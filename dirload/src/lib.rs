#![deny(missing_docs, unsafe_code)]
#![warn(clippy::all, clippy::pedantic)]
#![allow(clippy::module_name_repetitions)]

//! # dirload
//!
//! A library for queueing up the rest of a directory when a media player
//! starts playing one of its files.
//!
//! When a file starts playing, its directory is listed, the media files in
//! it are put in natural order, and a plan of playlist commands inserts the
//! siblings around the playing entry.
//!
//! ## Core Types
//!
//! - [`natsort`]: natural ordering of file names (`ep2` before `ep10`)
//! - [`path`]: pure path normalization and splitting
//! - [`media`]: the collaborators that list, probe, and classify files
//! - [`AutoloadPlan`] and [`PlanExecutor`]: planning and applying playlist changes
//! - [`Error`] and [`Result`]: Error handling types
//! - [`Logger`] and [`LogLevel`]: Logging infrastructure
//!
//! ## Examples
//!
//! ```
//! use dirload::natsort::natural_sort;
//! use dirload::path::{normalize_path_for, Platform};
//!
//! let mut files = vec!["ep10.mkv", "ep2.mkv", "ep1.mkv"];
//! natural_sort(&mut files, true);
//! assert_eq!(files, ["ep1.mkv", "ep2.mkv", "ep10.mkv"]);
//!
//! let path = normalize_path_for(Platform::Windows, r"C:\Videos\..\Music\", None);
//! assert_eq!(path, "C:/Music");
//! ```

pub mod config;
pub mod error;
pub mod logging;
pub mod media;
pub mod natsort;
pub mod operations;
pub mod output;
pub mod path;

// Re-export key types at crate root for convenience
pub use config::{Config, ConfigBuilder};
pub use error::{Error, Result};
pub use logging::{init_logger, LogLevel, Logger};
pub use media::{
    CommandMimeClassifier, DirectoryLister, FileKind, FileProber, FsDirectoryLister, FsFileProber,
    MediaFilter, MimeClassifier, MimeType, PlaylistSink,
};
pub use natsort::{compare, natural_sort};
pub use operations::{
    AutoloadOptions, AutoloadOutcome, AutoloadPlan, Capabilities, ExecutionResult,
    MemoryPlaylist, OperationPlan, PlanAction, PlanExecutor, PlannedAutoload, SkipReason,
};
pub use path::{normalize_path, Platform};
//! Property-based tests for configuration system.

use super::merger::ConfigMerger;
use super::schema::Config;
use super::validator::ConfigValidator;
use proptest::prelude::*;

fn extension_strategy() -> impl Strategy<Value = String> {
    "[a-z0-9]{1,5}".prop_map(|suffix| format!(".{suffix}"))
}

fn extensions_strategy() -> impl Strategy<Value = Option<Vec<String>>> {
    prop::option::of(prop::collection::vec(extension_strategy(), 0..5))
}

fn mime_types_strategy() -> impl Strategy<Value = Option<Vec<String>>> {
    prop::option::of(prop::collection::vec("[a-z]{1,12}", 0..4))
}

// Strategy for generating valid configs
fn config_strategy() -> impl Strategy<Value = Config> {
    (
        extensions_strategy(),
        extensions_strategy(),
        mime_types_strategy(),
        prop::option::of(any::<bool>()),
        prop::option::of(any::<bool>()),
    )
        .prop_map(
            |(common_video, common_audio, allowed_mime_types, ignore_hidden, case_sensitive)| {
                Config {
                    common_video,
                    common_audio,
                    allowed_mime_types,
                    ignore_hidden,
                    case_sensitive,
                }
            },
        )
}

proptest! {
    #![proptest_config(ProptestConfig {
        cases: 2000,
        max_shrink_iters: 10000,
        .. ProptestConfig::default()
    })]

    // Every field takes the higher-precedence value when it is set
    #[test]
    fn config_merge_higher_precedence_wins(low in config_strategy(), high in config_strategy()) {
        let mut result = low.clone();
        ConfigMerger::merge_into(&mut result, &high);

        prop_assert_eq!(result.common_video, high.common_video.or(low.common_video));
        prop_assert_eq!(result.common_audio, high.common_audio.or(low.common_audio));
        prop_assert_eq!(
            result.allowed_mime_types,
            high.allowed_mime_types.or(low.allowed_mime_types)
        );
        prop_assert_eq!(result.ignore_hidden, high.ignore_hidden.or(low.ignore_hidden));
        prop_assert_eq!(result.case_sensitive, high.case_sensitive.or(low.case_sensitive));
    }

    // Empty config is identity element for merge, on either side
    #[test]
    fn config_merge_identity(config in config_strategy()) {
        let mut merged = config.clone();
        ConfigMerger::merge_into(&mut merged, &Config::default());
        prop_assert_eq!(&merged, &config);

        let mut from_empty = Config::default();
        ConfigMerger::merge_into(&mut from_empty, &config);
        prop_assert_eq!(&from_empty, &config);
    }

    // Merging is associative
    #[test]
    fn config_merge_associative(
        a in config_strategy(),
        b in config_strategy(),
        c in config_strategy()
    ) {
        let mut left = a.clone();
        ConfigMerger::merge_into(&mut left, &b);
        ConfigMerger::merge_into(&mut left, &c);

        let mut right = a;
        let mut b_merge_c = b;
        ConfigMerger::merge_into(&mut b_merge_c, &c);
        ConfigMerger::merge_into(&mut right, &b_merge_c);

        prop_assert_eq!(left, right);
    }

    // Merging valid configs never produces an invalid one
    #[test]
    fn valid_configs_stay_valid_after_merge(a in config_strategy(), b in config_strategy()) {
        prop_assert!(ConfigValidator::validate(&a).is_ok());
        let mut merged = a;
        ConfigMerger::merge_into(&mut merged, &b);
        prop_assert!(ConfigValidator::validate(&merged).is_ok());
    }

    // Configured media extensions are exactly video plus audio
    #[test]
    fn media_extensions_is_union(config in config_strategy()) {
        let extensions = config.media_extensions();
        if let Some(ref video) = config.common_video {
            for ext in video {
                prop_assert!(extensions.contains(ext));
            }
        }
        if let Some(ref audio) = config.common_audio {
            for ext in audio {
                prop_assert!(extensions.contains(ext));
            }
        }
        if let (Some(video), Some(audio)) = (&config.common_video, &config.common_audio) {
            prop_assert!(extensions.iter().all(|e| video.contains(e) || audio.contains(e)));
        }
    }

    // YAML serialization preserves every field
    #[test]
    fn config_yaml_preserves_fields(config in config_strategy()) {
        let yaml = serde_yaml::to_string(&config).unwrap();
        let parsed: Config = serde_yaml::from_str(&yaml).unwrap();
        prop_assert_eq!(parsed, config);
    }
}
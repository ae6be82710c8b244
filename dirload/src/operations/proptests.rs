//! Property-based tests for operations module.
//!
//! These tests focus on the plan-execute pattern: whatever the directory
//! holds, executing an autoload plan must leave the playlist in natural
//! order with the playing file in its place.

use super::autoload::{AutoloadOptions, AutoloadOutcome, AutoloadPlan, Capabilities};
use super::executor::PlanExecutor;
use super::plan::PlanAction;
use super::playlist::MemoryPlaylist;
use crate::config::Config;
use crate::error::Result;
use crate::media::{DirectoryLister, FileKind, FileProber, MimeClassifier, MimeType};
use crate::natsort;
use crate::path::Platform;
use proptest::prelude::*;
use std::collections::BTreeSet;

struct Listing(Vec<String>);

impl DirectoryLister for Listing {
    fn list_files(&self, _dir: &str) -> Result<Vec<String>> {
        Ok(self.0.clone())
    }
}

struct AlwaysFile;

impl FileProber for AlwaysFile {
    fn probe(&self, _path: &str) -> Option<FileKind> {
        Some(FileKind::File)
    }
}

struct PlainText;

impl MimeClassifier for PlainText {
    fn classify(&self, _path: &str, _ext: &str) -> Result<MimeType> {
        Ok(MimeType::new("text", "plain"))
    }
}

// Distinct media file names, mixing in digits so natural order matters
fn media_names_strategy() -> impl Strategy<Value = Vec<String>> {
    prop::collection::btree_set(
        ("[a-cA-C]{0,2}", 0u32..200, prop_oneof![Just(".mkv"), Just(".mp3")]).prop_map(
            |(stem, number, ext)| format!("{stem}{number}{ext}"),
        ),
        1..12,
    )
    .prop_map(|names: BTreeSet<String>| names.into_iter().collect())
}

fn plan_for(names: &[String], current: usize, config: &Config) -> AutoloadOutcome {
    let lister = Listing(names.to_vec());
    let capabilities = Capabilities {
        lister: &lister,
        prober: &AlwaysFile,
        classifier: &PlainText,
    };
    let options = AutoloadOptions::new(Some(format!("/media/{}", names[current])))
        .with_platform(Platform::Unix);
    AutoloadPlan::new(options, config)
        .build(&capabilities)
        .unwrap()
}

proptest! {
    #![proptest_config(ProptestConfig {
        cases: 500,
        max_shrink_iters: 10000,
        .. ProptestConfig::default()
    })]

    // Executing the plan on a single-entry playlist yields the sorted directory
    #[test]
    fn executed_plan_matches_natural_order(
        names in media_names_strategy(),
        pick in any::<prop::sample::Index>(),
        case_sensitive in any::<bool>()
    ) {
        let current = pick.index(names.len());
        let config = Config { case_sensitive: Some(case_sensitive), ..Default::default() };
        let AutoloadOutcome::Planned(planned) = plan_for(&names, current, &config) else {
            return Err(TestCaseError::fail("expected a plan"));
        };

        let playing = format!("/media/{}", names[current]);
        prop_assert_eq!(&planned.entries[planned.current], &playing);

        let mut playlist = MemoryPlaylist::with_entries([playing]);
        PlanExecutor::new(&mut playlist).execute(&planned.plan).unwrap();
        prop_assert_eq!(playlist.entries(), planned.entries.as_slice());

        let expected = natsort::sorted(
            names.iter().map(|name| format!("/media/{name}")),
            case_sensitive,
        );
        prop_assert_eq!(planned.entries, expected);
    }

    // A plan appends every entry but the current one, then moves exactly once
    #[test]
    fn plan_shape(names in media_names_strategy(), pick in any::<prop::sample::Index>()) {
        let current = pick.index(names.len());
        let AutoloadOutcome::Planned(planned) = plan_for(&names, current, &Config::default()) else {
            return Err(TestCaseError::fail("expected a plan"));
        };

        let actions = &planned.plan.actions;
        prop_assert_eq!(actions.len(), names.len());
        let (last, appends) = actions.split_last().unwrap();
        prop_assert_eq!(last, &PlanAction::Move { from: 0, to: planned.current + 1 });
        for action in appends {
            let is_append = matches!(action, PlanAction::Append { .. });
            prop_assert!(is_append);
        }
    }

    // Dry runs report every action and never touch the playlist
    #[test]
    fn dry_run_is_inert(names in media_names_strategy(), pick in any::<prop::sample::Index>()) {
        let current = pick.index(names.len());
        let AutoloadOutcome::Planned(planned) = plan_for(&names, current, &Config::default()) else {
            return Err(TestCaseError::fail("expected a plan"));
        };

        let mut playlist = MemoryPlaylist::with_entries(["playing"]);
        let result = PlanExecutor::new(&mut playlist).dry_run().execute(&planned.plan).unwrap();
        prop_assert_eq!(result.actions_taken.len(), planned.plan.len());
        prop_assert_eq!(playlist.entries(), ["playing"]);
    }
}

◆ ◆ ◆ ◆ ◆ ◆ ◆

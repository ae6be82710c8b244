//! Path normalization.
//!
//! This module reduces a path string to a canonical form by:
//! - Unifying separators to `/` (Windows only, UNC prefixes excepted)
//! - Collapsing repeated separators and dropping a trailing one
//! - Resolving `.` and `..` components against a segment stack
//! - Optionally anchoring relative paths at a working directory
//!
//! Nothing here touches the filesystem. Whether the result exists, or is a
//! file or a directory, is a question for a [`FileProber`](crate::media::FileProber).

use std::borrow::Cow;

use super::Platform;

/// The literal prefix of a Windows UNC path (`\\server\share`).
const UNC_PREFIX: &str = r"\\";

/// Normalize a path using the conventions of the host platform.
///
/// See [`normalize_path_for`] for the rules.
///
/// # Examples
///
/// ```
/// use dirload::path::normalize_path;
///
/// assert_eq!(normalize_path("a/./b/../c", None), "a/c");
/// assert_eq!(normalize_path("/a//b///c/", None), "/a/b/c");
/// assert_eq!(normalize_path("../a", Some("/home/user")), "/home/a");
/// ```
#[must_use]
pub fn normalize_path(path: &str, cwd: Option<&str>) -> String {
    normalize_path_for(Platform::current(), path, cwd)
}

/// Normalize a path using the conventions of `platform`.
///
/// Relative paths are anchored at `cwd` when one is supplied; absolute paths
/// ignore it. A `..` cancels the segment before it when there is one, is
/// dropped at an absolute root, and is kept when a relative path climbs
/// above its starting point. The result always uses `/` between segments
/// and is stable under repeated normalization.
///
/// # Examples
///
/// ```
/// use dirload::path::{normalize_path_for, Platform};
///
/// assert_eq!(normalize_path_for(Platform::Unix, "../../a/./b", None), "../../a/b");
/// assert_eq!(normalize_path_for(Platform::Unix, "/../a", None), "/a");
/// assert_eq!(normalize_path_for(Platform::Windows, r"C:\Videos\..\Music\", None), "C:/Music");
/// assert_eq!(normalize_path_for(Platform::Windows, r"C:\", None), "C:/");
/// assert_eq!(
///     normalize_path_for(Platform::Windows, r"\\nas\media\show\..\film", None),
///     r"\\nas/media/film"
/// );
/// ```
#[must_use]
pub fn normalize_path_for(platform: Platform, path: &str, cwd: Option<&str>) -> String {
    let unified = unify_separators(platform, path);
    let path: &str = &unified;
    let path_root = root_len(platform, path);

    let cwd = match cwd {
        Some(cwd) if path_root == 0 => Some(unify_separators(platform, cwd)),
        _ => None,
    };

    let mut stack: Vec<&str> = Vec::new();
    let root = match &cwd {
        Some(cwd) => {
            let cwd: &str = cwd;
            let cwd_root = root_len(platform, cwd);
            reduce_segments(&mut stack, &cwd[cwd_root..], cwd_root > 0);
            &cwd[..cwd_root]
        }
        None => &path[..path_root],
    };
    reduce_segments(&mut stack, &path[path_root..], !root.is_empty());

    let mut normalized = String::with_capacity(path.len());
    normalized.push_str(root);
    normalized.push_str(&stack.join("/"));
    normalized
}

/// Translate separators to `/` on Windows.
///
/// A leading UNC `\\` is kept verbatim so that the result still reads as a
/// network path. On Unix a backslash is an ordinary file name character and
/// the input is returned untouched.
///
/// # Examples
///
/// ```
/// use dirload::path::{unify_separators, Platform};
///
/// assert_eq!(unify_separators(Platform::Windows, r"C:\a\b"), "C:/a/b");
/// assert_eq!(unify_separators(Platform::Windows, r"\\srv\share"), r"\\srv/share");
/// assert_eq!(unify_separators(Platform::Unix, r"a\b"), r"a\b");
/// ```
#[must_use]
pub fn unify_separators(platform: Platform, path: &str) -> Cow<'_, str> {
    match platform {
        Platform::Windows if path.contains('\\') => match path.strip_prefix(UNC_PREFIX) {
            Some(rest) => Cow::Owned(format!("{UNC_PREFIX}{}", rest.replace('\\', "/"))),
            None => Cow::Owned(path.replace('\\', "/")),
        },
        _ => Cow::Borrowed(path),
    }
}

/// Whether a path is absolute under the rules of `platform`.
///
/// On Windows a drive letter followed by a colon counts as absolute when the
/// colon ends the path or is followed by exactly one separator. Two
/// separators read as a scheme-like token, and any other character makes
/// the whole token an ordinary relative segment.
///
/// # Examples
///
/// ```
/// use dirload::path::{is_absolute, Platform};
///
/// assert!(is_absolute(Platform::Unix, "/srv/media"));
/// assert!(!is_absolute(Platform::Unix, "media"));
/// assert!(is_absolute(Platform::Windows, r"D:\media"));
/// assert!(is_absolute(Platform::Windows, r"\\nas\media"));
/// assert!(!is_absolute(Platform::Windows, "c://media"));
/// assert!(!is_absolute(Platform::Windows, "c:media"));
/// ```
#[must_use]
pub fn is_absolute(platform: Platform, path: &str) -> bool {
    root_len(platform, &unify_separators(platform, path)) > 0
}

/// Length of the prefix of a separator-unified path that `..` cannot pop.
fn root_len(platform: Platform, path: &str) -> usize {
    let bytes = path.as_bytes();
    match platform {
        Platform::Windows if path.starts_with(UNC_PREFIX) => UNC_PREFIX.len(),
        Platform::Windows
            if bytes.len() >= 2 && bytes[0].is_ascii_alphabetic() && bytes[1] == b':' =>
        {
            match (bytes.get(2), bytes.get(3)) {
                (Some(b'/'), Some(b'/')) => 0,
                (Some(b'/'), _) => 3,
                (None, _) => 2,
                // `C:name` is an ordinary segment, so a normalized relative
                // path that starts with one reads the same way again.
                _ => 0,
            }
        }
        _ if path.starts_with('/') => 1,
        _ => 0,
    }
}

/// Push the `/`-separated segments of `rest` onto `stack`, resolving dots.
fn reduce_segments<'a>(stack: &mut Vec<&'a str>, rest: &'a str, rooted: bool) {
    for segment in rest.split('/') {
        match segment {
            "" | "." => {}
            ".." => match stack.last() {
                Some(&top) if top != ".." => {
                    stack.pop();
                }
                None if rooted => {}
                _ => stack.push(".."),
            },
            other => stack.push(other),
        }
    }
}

◆ ◆ ◆ ◆ ◆ ◆ ◆

* **The problem**:
Exactly one number is the expected answer: the count of lines in the entries where the word "FileProber" is found.

* **Exercise solution**:
4